Our unit offers Weizmann Institute scientists access to advanced methods and expertise for the preservation, generation, and molecular engineering of antibodies developed in-house.
Each project begins with a personal consultation to define research goals and technical requirements. Together with the research team, we design a customized project plan that includes clearly defined milestones, timelines, and deliverables. Throughout the process, the unit provides scientific guidance, progress updates, and data-driven decision support to ensure the successful development of high-quality, validated antibody reagents tailored to each investigator’s specific needs.
Current Services
B cells from immunized animals are selected by Fluorescence-Activated Cell Sorting (FACS) based on their binding to specific antigens. They are then sequenced to identify the corresponding antibody gene that contains the genetic information for both the heavy and light chains of antibodies.
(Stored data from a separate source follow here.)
use anyhow::Result;
use file_rotate::{
    compression::Compression,
    suffix::{AppendTimestamp, FileLimit},
    ContentLimit, FileRotate,
};
use simplelog::{
    ColorChoice, CombinedLogger, ConfigBuilder, LevelFilter, TermLogger, TerminalMode,
    WriteLogger,
};
use std::path::Path;

/// Logs to `<cache_dir>/logs/main.log` (rotated, last 3 files kept) and
/// mirrors warnings and errors to stderr.
pub fn init(cache_dir: &str) -> Result<()> {
    let log_dir = Path::new(cache_dir).join("logs");
    std::fs::create_dir_all(&log_dir)?;
    let path = log_dir.join("main.log");
    let log = FileRotate::new(
        path,
        AppendTimestamp::default(FileLimit::MaxFiles(3)),
        ContentLimit::Lines(1000),
        Compression::None,
        #[cfg(unix)]
        None,
    );
    let config = ConfigBuilder::new().set_time_format_rfc3339().build();
    CombinedLogger::init(vec![
        WriteLogger::new(LevelFilter::Info, config.clone(), log),
        TermLogger::new(
            LevelFilter::Warn,
            config,
            TerminalMode::Stderr,
            ColorChoice::Auto,
        ),
    ])?;
    info!("logging initialized");
    Ok(())
}
use itertools::Itertools;

pub const EARTH_RADIUS_KM: f64 = 6371.0;

#[derive(Clone, Copy, Debug, PartialEq)]
pub struct Coordinate {
    pub latitude: f64,
    pub longitude: f64,
}

impl Coordinate {
    pub fn new(latitude: f64, longitude: f64) -> Self {
        Coordinate {
            latitude,
            longitude,
        }
    }
}

/// Great-circle distance between two coordinates.
pub fn haversine_distance_km(a: &Coordinate, b: &Coordinate) -> f64 {
    let d_lat = (b.latitude - a.latitude).to_radians();
    let d_lng = (b.longitude - a.longitude).to_radians();

    let h = (d_lat / 2.0).sin().powi(2)
        + a.latitude.to_radians().cos()
            * b.latitude.to_radians().cos()
            * (d_lng / 2.0).sin().powi(2);
    let c = 2.0 * h.sqrt().atan2((1.0 - h).sqrt());

    EARTH_RADIUS_KM * c
}

/// Sum of the distances between consecutive points, 0 for less than 2 points.
pub fn path_distance_km<I>(points: I) -> f64
where
    I: IntoIterator,
    I::Item: Into<Coordinate>,
{
    points
        .into_iter()
        .map(Into::<Coordinate>::into)
        .tuple_windows()
        .map(|(a, b): (Coordinate, Coordinate)| haversine_distance_km(&a, &b))
        .sum()
}

impl From<&Coordinate> for Coordinate {
    fn from(coordinate: &Coordinate) -> Self {
        *coordinate
    }
}

impl From<&crate::geo_sample::GeoSample> for Coordinate {
    fn from(sample: &crate::geo_sample::GeoSample) -> Self {
        sample.coordinate()
    }
}
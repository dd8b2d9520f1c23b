//! What the recorder tells the UI. Rendering is up to the implementor of
//! [`Presenter`].

use crate::geo_sample::GeoSample;
use crate::track_session::SessionStats;
use crate::utils;

/// Live state after each accepted sample.
#[derive(Clone, Debug, PartialEq)]
pub struct LiveSnapshot {
    pub latitude: f64,
    pub longitude: f64,
    pub speed_kmh: Option<f64>,
    pub accuracy_m: Option<f64>,
    pub distance_km: f64,
    pub elapsed_seconds: i64,
    /// `elapsed_seconds` as "HH:MM:SS"
    pub elapsed: String,
    pub point_count: usize,
}

impl LiveSnapshot {
    pub fn new(sample: &GeoSample, stats: &SessionStats) -> Self {
        LiveSnapshot {
            latitude: sample.latitude,
            longitude: sample.longitude,
            speed_kmh: sample.speed_kmh(),
            accuracy_m: sample.accuracy_m,
            distance_km: stats.distance_km,
            elapsed_seconds: stats.elapsed_seconds,
            elapsed: utils::format_duration(stats.elapsed_seconds),
            point_count: stats.point_count,
        }
    }
}

#[derive(Clone, Debug, PartialEq)]
pub enum Notification {
    Sample(LiveSnapshot),
    Saved { distance_km: f64, duration: String },
    NothingToSave,
    SaveFailed { reason: String },
    LocationUnavailable { reason: String },
    StorageCorrupted { reason: String },
}

pub trait Presenter: Send {
    fn notify(&mut self, notification: Notification);
}

/// Writes every notification to the log.
pub struct LogPresenter;

impl Presenter for LogPresenter {
    fn notify(&mut self, notification: Notification) {
        match notification {
            Notification::Sample(snapshot) => debug!(
                "({:.6}, {:.6}) {:.3} km, {}, {} points",
                snapshot.latitude,
                snapshot.longitude,
                snapshot.distance_km,
                snapshot.elapsed,
                snapshot.point_count
            ),
            Notification::Saved {
                distance_km,
                duration,
            } => info!("track saved: {:.2} km in {}", distance_km, duration),
            Notification::NothingToSave => info!("nothing to save"),
            Notification::SaveFailed { reason } => error!("failed to save track: {}", reason),
            Notification::LocationUnavailable { reason } => {
                warn!("location unavailable: {}", reason)
            }
            Notification::StorageCorrupted { reason } => {
                error!("saved tracks are unreadable: {}", reason)
            }
        }
    }
}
The antibody can then be synthesized and expressed in cells to produce a recombinant monoclonal antibody for therapeutic or diagnostic use. The method combines high-throughput screening with traditional techniques to accelerate the generation of high-affinity antibodies. It enables the characterization of rare antibody-producing cells, the discovery of novel antibodies with desired specificities, and the understanding of B cell responses in health and disease.
Engineering the constant region of an antibody while keeping its antigen-binding regions unchanged. This process allows conversion between isotypes (e.g., IgG, IgA, IgM) to modify effector functions, stability, or tissue distribution. It enables researchers to optimize antibodies for therapeutic use without altering their antigen specificity.
Cloning and engineering the variable regions of an antibody into expression vectors containing constant regions from another species. This process preserves antigen specificity while adapting the antibody for compatibility with different experimental systems.
Engineering non-human antibodies to resemble human germline sequences while retaining antigen-binding specificity. By aligning variable regions with human germline frameworks and applying computational design principles, researchers can optimize both human compatibility and antigen affinity. This approach reduces immunogenicity and enhances therapeutic potential through structure-guided affinity improvement.
Engineered molecules that can bind two different antigens or epitopes simultaneously—often one on an immune effector cell and another on a target cell, such as a tumor. This dual specificity enables unique therapeutic mechanisms, such as redirecting immune cells to tumors, blocking two signaling pathways at once, or enhancing selectivity and efficacy compared to traditional monoclonal antibodies.
Engineering the high specificity of an antibody with the functional activity of another protein, such as a cytokine, enzyme, or receptor ligand. These fusion constructs can extend half-life, improve tissue targeting, or deliver bioactive payloads directly to diseased cells, offering powerful tools for targeted therapy or immune modulation.
Engineered Fabs and single-chain variable fragments (scFvs), represent smaller yet highly functional antibody derivatives. scFvs are composed of the VH and VL regions linked by a short peptide, retaining antigen-binding capacity in a compact form ideal for gene therapy, CAR-T design, and diagnostic imaging. These engineered and customized formats greatly expand antibody versatility, enabling advanced therapeutic, diagnostic, and research applications across diverse biomedical fields.
Existing hybridomas producing valuable monoclonal antibodies can lose productivity or change isotype over time. To preserve these important properties, the hybridoma is sequenced to archive their antibody genes immediately after their generation or upon receiving new hybridoma. In parallel, we perform hybridoma screening to confirm single-clone origin and ensure monoclonality, preventing mixed cultures that could compromise antibody quality, reproducibility, and long-term reliability.
Using adapted bioreactor systems to culture hybridoma or recombinant cell lines under controlled conditions. This approach enables high-yield, consistent production of antibodies with defined quality and purity, supporting research, diagnostic, and therapeutic applications.
Polyclonal antibodies are generated by immunizing rats or mice with a target antigen, leading to the production of multiple antibody clones that recognize different epitopes. The resulting serum provides a broad and sensitive immune response, ideal for detection, screening, and validation applications.
Monoclonal antibodies against antigens are produced via fusing a mouse's antibody-producing B-cell with an immortal myeloma (cancerous) cell line, enabling it to establish cell-lines stably producing a single, highly specific monoclonal antibody (mAb) indefinitely. Selection and screening are carried out interactively with the users. Although labor intensive the method creates immortal cell lines that ensure a continuous, consistent antibody supply without repeated immunizations and remain a proven, reliable method with decades of successful use in research and therapeutics.